Among the 573 patients who underwent surgery during the study period, 372 patients were included in this study. These patients were divided into 2 groups: prolonged PFA (n = 39, 89.5%) and normal PFA groups (n = 333, 10.5%). The baseline characteristics of the 2 groups are shown in Table 1. There were no differences between the 2 groups, except for underlying liver disease. There were more hepatitis B patients in PFA normal group than the PFA prolongation group. Liver function tests (LFTs) including ICG-R15 test, MELD score, and Child-Pugh score were not different between the 2 groups. The resection range was not significantly different, but patients who underwent Hr3 and Hr4 were included in PFA normal group and no one in the PFA prolongation group.
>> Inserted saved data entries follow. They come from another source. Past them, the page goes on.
// Copyright 2025 the Berth Authors
// SPDX-License-Identifier: Apache-2.0 OR MIT

//! Rectangle arithmetic for splits, grips, and drop targets.
//!
//! Everything here is a pure function of its inputs. Degenerate inputs are
//! clamped to empty rectangles rather than rejected.

use kurbo::{Point, Rect, Size, Vec2};

use crate::{Edge, ResizeEdges, SplitAxis};

/// Divide `rect` at `fraction` along `axis`, reserving `gutter` between the
/// two halves for the split handle.
pub fn split_rects(rect: Rect, axis: SplitAxis, fraction: f64, gutter: f64) -> (Rect, Rect) {
    let fraction = if fraction.is_finite() {
        fraction.clamp(0.0, 1.0)
    } else {
        0.5
    };
    match axis {
        SplitAxis::Horizontal => {
            let gutter = gutter.clamp(0.0, rect.width().max(0.0));
            let span = (rect.width() - gutter).max(0.0);
            let x = rect.x0 + span * fraction;
            (
                Rect::new(rect.x0, rect.y0, x, rect.y1),
                Rect::new(x + gutter, rect.y0, rect.x1.max(x + gutter), rect.y1),
            )
        }
        SplitAxis::Vertical => {
            let gutter = gutter.clamp(0.0, rect.height().max(0.0));
            let span = (rect.height() - gutter).max(0.0);
            let y = rect.y0 + span * fraction;
            (
                Rect::new(rect.x0, rect.y0, rect.x1, y),
                Rect::new(rect.x0, y + gutter, rect.x1, rect.y1.max(y + gutter)),
            )
        }
    }
}

/// The gutter between the two halves produced by [`split_rects`].
pub fn handle_rect(rect: Rect, axis: SplitAxis, fraction: f64, gutter: f64) -> Rect {
    let (a, b) = split_rects(rect, axis, fraction, gutter);
    match axis {
        SplitAxis::Horizontal => Rect::new(a.x1, rect.y0, b.x0, rect.y1),
        SplitAxis::Vertical => Rect::new(rect.x0, a.y1, rect.x1, b.y0),
    }
}

/// Change in split fraction produced by dragging the handle by `delta`.
pub fn fraction_delta(rect: Rect, axis: SplitAxis, gutter: f64, delta: Vec2) -> f64 {
    let (span, d) = match axis {
        SplitAxis::Horizontal => (rect.width() - gutter, delta.x),
        SplitAxis::Vertical => (rect.height() - gutter, delta.y),
    };
    if span > 0.0 { d / span } else { 0.0 }
}

/// Whether `inner` lies entirely within `outer`.
pub fn contains_rect(outer: Rect, inner: Rect) -> bool {
    inner.x0 >= outer.x0 && inner.y0 >= outer.y0 && inner.x1 <= outer.x1 && inner.y1 <= outer.y1
}

/// Hitbox of the resize grip for `edges` along the inside border of `rect`.
pub fn grip_rect(rect: Rect, edges: ResizeEdges, grip: f64) -> Rect {
    let mut r = rect;
    if edges.contains(ResizeEdges::LEFT) {
        r.x1 = r.x0 + grip;
    } else if edges.contains(ResizeEdges::RIGHT) {
        r.x0 = r.x1 - grip;
    } else {
        r.x0 += grip;
        r.x1 -= grip;
    }
    if edges.contains(ResizeEdges::TOP) {
        r.y1 = r.y0 + grip;
    } else if edges.contains(ResizeEdges::BOTTOM) {
        r.y0 = r.y1 - grip;
    } else {
        r.y0 += grip;
        r.y1 -= grip;
    }
    Rect::new(r.x0, r.y0, r.x1.max(r.x0), r.y1.max(r.y0))
}

/// Move the given `edges` of `rect` by `delta`, keeping at least `min` size.
///
/// The edge opposite to a moved edge never moves.
pub fn apply_resize(rect: Rect, edges: ResizeEdges, delta: Vec2, min: Size) -> Rect {
    let mut r = rect;
    if edges.contains(ResizeEdges::LEFT) {
        r.x0 = (r.x0 + delta.x).min(r.x1 - min.width);
    }
    if edges.contains(ResizeEdges::RIGHT) {
        r.x1 = (r.x1 + delta.x).max(r.x0 + min.width);
    }
    if edges.contains(ResizeEdges::TOP) {
        r.y0 = (r.y0 + delta.y).min(r.y1 - min.height);
    }
    if edges.contains(ResizeEdges::BOTTOM) {
        r.y1 = (r.y1 + delta.y).max(r.y0 + min.height);
    }
    r
}

/// The five drop targets drawn over a dockable node: a centered square for
/// [`Edge::Fill`] surrounded by one square per side.
pub fn drop_zones(rect: Rect, size: f64) -> [(Edge, Rect); 5] {
    let c = rect.center();
    let step = size * 1.25;
    Edge::ALL.map(|edge| {
        let (dx, dy) = match edge {
            Edge::Fill => (0.0, 0.0),
            Edge::Left => (-step, 0.0),
            Edge::Right => (step, 0.0),
            Edge::Top => (0.0, -step),
            Edge::Bottom => (0.0, step),
        };
        let zone = Rect::from_center_size(Point::new(c.x + dx, c.y + dy), Size::new(size, size));
        (edge, zone)
    })
}

/// Drop target under `point`, if any.
pub fn drop_edge_at(rect: Rect, size: f64, point: Point) -> Option<Edge> {
    drop_zones(rect, size)
        .into_iter()
        .find(|(_, zone)| zone.contains(point))
        .map(|(edge, _)| edge)
}

/// Area a node would occupy after being docked at `edge` of `rect`, drawn as
/// a preview while hovering a drop target.
pub fn dock_preview(rect: Rect, edge: Edge) -> Rect {
    match edge {
        Edge::Fill => rect,
        Edge::Left => Rect::new(rect.x0, rect.y0, rect.center().x, rect.y1),
        Edge::Right => Rect::new(rect.center().x, rect.y0, rect.x1, rect.y1),
        Edge::Top => Rect::new(rect.x0, rect.y0, rect.x1, rect.center().y),
        Edge::Bottom => Rect::new(rect.x0, rect.center().y, rect.x1, rect.y1),
    }
}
A calculated blood loss and blood transfusion

The calculated blood loss and blood product that was transfused in intraoperative and postoperative periods are shown in Table 2. Although PFA normal group had more calculated blood loss and intraoperative transfused RBC than PFA prolongation group, it was not statistically significant (879.55 ± 1,046.50 mL vs. 819.74 ± 912.64 mL, P = 0.733; 0.52 ± 2.02 mL vs. 0.26 ± 1.02 mL, P = 0.419). However, intraoperative platelet concentrate (PC) and fresh frozen plasma (FFP) was more transfused in PFA normal group than in PFA prolongation group (PC: 0.20 ± 1.27 vs. 0, P = 0.005; FFP: 0.73 ± 2.74 vs. 0.15 ± 0.67, P = 0.002). Postoperative RBC, PC, and FFP were not different between the 2 groups. In multivariate analysis for more than 400 mL of calculated blood loss, age (odds ratio [OR], 1.65; 95% confidence interval [CI], 1.05–2.60; P = 0.032) and intraoperative resection margin (Hr0 vs. Hr4: OR, 11.10; 95% CI, 1.38–89.24; P = 0.024) was found to be risk factors (Table 3). However, PFA prolongation was not a risk factor for calculated blood loss of more than 400 mL (OR, 1.06; 95% CI, 0.52–2.13; P = 0.881).

Association between prolonged platelet function analyzer closure time and liver function

In multivariate analysis for prolonged PFA closure time, hepatitis B was found to be associated with prolonged PFA closure time (OR, 2.95; 95% CI, 1.18–7.33; P = 0.020). ICG test, MELD score, Child-Pugh score, and cirrhosis were not the predictive factor for prolonged PFA closure time (Table 4). When comparing the PFA values by dividing the lab findings representing the liver function into normal and abnormal, there was no correlation at all. There was no difference between the 3 groups even when the ICG-R15 test results were divided into 3 groups and the PFA values were compared (P = 0.541) (Fig. 2).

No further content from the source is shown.